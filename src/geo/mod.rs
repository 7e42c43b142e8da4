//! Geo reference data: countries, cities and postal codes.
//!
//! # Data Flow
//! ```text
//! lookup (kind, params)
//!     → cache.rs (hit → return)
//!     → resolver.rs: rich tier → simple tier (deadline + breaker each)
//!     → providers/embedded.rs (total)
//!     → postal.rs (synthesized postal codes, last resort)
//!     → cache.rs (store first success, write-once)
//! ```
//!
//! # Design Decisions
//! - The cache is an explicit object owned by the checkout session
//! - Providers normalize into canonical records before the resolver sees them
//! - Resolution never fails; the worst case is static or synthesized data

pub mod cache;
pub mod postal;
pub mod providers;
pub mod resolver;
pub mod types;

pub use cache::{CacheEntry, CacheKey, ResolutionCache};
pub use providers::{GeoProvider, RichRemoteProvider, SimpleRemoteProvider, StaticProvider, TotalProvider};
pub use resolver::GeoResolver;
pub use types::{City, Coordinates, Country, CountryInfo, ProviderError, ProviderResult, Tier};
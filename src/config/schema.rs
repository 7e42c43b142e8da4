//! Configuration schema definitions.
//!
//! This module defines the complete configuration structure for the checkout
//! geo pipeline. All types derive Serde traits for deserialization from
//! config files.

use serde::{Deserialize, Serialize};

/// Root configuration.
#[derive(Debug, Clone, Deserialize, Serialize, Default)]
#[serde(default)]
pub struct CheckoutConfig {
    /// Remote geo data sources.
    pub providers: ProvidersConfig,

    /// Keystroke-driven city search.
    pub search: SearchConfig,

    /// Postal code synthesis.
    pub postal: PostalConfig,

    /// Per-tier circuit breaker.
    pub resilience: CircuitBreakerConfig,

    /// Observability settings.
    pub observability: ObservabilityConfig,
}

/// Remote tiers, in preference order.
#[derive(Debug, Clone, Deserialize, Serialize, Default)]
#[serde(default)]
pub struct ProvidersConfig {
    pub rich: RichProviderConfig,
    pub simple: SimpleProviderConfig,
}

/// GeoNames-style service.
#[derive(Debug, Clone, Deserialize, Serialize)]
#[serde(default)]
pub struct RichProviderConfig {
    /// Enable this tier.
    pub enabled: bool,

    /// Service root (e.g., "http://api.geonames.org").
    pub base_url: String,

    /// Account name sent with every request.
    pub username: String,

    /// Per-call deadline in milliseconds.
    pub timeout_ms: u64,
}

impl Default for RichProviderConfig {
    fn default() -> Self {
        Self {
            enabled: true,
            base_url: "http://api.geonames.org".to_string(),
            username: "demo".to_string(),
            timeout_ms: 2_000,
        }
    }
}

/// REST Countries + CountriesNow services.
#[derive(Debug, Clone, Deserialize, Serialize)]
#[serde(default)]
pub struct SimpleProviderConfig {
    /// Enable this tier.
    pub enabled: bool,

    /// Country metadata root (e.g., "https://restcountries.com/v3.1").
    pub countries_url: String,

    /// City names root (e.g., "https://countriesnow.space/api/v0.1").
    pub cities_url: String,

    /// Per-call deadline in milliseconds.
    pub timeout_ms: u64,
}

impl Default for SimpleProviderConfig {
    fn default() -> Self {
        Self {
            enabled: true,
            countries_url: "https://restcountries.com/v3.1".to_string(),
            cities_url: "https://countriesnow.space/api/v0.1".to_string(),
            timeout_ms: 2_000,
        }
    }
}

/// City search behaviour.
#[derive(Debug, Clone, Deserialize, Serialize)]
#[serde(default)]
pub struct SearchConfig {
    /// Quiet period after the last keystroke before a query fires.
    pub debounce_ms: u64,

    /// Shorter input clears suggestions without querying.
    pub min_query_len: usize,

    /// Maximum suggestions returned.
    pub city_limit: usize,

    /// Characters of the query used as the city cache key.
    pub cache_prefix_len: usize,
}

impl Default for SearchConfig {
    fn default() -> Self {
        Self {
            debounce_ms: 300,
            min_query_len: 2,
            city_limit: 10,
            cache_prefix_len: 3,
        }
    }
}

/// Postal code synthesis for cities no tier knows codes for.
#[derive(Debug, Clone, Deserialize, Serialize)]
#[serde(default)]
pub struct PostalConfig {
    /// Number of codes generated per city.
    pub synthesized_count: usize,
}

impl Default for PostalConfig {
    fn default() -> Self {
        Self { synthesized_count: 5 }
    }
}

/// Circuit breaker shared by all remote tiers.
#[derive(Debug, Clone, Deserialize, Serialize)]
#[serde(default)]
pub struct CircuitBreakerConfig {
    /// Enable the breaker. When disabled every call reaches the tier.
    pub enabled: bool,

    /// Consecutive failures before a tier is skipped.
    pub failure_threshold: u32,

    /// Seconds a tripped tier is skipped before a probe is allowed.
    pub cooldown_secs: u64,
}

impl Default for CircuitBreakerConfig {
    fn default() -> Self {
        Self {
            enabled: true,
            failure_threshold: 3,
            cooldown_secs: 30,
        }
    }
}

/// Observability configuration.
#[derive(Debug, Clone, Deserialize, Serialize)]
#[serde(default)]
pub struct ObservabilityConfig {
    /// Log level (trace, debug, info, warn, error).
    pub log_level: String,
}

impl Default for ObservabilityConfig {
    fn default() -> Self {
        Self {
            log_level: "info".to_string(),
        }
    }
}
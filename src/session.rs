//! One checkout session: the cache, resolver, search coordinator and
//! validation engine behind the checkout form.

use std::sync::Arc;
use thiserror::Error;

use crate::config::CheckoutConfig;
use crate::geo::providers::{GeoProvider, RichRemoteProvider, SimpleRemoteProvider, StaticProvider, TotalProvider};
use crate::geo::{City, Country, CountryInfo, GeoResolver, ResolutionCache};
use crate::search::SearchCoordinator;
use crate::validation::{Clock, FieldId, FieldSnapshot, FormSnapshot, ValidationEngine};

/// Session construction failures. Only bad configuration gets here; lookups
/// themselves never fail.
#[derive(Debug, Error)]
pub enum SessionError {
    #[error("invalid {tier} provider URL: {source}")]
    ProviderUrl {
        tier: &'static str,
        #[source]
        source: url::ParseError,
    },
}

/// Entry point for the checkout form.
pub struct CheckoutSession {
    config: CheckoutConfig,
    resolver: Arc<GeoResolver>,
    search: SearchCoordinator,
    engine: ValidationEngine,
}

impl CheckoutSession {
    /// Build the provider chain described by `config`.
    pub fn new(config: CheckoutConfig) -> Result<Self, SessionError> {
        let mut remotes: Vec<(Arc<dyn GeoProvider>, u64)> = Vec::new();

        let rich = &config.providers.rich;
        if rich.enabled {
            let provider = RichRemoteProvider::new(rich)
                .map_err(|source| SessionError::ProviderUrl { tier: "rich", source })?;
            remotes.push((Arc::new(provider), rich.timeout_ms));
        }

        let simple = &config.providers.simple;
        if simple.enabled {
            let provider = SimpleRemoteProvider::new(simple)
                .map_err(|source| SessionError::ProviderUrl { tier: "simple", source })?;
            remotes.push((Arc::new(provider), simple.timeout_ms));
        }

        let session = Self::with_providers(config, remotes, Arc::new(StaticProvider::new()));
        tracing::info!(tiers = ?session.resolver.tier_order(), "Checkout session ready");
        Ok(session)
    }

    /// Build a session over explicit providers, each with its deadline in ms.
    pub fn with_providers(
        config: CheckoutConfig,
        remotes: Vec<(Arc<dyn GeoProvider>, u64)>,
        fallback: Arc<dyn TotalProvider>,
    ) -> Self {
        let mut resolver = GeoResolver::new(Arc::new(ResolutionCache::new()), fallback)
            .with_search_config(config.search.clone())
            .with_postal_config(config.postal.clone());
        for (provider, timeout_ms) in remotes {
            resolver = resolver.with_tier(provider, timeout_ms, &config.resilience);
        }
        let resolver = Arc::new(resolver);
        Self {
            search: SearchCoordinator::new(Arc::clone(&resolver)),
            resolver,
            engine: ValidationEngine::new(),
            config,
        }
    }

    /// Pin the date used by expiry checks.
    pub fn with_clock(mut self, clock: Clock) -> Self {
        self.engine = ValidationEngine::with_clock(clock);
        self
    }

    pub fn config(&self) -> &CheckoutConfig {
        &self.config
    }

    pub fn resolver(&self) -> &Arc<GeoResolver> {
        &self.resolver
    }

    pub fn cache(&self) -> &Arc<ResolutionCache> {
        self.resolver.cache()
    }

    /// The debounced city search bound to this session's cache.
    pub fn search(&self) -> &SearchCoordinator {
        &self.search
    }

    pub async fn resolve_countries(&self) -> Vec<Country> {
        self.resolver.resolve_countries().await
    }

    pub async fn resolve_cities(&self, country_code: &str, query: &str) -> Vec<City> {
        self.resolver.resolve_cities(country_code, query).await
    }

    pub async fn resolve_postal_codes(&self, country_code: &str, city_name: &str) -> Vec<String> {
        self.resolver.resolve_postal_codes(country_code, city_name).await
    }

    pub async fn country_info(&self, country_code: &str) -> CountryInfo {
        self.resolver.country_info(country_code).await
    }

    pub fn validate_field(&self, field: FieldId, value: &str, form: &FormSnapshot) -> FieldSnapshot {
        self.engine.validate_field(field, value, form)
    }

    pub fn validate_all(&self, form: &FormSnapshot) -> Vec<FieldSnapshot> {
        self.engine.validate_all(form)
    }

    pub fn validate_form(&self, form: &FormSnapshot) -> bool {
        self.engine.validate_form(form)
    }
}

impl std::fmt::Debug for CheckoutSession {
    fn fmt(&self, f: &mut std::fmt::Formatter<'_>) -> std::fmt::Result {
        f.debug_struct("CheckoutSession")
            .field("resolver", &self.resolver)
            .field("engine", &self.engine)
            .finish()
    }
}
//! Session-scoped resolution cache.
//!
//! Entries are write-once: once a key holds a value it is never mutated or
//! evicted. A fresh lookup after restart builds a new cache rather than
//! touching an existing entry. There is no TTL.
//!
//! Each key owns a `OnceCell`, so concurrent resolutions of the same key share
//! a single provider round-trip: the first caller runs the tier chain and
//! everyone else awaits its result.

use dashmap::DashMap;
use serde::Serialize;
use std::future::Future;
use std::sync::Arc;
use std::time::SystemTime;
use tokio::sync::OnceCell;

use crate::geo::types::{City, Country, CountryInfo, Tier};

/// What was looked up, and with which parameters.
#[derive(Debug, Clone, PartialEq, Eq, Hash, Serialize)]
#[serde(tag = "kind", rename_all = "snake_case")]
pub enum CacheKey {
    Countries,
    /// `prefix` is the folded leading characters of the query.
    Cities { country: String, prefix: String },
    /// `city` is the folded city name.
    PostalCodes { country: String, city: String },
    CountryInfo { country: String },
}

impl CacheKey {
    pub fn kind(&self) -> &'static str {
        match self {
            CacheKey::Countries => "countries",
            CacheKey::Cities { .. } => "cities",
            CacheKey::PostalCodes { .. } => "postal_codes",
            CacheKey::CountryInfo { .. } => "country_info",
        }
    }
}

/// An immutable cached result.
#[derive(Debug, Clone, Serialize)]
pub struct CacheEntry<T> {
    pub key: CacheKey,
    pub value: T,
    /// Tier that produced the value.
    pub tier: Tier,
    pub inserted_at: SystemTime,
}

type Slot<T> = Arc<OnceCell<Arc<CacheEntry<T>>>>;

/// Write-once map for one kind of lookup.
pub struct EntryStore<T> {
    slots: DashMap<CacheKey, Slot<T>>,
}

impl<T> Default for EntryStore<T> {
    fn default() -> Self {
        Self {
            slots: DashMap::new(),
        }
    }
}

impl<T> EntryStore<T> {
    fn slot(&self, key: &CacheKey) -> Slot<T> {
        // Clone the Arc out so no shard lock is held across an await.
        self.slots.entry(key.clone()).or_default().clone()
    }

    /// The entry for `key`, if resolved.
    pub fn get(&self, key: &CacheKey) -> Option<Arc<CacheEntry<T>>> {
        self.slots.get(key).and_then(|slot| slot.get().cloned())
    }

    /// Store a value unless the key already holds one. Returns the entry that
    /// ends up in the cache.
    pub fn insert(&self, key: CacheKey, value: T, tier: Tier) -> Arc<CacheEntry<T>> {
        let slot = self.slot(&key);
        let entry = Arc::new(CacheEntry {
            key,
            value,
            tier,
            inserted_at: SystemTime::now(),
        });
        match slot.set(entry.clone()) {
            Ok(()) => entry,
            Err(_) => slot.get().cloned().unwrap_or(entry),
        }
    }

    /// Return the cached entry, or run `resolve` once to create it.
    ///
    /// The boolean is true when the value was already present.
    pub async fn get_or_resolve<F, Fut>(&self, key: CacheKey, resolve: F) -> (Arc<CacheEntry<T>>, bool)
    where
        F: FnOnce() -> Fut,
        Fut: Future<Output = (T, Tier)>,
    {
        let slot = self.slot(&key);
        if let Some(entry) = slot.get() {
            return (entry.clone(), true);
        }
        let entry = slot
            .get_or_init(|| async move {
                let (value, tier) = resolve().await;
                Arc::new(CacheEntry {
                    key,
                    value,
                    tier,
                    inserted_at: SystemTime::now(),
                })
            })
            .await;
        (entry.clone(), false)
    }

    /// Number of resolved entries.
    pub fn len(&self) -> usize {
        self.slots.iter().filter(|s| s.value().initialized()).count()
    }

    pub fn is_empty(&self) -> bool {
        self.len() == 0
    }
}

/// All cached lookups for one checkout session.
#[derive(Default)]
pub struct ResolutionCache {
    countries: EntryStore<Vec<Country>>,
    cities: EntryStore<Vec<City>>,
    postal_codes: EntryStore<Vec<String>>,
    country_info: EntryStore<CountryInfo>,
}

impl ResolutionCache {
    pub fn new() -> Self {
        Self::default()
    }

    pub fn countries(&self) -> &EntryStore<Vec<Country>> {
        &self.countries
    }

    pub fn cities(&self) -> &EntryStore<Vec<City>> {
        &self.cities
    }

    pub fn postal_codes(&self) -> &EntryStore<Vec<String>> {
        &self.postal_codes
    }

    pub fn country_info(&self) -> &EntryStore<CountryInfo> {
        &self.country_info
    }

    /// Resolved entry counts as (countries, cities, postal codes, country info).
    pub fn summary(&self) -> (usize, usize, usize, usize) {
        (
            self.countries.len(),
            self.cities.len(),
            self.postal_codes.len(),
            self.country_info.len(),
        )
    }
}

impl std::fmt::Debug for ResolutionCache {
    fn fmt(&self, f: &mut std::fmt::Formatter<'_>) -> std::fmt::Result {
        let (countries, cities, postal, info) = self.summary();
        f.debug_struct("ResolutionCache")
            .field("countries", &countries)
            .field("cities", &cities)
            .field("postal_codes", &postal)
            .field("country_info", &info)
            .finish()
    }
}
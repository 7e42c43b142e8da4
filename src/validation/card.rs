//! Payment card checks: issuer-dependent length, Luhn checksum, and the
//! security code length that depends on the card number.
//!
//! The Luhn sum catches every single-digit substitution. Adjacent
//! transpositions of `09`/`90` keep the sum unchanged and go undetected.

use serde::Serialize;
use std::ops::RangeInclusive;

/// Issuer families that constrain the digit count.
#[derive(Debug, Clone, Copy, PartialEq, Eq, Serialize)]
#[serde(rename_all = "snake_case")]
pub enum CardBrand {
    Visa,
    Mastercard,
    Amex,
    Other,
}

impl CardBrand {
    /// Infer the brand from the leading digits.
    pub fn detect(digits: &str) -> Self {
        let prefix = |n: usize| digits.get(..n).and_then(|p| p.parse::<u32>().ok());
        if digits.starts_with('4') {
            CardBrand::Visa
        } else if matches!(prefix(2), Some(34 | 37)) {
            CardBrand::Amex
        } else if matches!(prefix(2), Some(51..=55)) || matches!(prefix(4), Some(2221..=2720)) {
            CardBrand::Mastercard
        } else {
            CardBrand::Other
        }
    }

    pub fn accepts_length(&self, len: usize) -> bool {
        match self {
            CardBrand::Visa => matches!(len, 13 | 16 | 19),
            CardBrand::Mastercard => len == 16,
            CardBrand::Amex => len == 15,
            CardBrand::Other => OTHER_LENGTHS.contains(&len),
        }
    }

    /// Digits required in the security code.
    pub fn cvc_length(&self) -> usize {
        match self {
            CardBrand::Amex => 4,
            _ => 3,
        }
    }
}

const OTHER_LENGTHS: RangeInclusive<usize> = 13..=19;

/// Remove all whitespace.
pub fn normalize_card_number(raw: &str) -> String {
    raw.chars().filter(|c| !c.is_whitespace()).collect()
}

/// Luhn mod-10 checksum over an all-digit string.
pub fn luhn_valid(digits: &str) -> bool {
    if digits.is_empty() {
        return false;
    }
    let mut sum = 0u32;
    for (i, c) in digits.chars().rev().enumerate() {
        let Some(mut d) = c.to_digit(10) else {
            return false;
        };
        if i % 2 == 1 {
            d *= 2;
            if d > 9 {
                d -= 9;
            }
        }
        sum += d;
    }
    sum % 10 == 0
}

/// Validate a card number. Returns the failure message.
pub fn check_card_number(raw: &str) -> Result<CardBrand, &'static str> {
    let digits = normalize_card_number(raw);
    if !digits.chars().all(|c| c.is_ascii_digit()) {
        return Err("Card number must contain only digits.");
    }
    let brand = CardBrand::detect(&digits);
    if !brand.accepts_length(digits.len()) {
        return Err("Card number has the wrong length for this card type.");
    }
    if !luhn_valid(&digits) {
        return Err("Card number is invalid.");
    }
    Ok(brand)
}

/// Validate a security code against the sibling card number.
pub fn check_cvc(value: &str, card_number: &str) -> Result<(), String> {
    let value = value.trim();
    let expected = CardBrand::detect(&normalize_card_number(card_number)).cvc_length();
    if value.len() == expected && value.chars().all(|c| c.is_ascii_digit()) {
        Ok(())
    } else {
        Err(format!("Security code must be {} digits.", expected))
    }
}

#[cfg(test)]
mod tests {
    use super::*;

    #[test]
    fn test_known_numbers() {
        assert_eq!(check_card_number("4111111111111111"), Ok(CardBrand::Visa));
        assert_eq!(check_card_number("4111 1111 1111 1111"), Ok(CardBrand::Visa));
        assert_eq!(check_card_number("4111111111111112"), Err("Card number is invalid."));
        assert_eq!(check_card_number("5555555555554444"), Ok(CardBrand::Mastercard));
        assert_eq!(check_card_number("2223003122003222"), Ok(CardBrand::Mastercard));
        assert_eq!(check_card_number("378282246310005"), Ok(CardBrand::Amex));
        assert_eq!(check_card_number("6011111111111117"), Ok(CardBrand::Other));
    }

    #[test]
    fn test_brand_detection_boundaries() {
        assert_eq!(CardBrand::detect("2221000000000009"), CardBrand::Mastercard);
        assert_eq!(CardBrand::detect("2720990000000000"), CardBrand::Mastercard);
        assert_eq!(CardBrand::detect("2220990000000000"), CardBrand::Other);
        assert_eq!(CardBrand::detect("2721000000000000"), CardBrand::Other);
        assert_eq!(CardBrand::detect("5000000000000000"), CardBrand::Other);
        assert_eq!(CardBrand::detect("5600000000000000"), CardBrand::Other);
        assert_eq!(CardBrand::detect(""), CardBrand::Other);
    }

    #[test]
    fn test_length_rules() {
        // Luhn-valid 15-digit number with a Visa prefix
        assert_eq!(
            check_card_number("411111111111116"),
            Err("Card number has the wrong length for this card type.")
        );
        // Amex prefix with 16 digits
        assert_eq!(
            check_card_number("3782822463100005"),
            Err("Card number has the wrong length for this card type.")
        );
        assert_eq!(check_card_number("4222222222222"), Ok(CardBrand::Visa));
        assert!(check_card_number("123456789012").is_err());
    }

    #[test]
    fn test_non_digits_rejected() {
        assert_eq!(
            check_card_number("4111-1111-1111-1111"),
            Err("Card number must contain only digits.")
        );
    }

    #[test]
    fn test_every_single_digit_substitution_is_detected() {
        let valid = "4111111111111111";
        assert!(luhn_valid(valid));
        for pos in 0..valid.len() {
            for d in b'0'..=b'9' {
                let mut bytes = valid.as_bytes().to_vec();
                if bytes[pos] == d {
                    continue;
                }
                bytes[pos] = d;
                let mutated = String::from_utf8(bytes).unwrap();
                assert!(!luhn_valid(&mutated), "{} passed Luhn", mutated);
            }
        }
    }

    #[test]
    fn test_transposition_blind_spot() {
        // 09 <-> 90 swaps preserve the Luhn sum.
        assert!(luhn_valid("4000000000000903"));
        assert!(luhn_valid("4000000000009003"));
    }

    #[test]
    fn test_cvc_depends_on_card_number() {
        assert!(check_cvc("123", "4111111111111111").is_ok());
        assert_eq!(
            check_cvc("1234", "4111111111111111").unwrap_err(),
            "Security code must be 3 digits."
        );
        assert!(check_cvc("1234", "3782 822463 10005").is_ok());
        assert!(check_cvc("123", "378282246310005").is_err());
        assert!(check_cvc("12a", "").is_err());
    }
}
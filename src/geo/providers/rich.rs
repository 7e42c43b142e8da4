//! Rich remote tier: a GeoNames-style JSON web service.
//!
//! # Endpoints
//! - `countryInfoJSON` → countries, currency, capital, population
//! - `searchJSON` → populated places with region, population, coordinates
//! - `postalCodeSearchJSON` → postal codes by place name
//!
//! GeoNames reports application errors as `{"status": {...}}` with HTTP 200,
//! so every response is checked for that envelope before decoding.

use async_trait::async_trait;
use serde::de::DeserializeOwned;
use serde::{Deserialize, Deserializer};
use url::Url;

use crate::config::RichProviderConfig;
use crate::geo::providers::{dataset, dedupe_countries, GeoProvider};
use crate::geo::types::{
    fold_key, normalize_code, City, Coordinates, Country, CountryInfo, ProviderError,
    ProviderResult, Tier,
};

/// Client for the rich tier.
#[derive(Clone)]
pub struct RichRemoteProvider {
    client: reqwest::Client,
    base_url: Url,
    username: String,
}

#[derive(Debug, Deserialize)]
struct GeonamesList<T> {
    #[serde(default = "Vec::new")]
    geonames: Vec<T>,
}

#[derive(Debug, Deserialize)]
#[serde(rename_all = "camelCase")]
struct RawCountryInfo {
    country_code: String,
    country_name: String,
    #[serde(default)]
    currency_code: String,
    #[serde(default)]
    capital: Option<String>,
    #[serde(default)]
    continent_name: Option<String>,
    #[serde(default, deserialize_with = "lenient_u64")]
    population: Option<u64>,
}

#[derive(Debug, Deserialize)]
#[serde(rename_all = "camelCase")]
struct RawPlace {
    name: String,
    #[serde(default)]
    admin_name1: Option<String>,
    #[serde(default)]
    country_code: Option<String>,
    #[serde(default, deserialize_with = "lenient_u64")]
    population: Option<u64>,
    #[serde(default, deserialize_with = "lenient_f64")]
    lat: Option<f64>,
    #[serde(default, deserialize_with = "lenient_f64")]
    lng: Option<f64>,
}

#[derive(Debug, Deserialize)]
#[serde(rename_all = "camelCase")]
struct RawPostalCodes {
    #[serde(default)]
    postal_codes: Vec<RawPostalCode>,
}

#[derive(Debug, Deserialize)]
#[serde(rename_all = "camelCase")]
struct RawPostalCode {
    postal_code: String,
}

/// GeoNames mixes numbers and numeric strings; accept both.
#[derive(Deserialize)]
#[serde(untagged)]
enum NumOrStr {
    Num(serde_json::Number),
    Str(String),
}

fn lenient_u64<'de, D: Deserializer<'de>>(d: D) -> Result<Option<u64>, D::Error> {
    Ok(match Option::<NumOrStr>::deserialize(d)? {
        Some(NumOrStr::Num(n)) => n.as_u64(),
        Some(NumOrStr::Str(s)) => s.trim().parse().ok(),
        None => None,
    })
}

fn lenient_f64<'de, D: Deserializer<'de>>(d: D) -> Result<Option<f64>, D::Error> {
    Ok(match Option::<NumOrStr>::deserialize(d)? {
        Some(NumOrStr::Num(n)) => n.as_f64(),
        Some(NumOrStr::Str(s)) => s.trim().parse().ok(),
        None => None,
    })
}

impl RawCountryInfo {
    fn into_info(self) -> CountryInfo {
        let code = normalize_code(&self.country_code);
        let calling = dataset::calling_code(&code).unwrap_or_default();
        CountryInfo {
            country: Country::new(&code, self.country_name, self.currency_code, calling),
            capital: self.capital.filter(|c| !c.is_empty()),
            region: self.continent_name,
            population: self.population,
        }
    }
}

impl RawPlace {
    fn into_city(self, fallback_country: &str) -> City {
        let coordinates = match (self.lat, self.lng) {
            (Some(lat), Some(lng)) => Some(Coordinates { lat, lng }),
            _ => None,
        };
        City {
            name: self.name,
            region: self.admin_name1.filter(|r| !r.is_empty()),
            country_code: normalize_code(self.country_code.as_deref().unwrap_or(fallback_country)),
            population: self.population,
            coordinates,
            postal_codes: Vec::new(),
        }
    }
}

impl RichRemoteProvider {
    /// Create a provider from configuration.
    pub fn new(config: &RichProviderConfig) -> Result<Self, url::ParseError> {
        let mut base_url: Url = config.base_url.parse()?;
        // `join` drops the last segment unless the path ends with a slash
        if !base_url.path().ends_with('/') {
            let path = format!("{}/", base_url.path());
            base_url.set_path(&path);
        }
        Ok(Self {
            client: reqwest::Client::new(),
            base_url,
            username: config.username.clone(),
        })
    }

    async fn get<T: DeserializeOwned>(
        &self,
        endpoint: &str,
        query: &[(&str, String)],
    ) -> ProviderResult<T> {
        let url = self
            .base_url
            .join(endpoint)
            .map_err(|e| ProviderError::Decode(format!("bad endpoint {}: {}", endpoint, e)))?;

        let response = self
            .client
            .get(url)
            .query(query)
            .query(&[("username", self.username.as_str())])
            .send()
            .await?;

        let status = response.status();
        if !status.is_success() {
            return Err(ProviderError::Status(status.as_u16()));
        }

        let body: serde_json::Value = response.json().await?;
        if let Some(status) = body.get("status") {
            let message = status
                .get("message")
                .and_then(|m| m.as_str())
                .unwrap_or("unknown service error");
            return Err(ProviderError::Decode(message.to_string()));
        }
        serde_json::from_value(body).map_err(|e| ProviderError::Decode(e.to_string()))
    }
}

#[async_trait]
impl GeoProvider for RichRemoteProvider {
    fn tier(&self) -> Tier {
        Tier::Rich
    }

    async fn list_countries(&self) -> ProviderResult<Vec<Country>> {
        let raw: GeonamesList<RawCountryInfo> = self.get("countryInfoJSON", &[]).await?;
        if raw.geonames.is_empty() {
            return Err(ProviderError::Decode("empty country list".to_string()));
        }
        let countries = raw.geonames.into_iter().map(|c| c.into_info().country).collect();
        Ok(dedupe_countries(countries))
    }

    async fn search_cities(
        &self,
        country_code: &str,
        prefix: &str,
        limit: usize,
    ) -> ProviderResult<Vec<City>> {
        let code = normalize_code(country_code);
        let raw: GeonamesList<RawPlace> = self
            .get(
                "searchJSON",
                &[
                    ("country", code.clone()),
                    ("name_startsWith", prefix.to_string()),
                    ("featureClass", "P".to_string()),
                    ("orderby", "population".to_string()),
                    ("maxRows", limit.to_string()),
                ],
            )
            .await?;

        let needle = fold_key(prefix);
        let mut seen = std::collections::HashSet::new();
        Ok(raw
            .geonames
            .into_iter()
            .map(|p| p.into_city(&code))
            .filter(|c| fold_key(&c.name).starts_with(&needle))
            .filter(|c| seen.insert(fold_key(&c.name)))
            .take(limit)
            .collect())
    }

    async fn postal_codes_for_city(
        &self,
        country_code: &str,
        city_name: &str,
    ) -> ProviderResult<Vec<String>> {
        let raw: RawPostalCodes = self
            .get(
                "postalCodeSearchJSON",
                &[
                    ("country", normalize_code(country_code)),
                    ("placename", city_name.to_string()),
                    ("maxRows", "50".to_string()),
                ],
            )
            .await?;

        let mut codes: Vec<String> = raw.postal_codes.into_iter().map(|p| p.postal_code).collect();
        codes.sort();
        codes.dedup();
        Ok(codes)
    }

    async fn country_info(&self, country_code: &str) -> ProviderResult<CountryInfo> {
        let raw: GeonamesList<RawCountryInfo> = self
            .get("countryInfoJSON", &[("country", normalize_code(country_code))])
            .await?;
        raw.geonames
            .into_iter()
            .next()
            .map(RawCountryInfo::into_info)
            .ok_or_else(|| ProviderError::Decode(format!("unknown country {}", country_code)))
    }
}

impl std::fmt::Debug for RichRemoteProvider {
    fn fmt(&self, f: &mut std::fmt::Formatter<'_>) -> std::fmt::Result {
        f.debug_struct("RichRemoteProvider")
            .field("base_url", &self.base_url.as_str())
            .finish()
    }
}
◇ ◇ ◇ ◇ ◇ ◇ ◇
* **What you need to do**:
Within the entries above, work out how many lines contain the word "GeoProvider". The number alone is the answer.

* **Finished exercise**:
6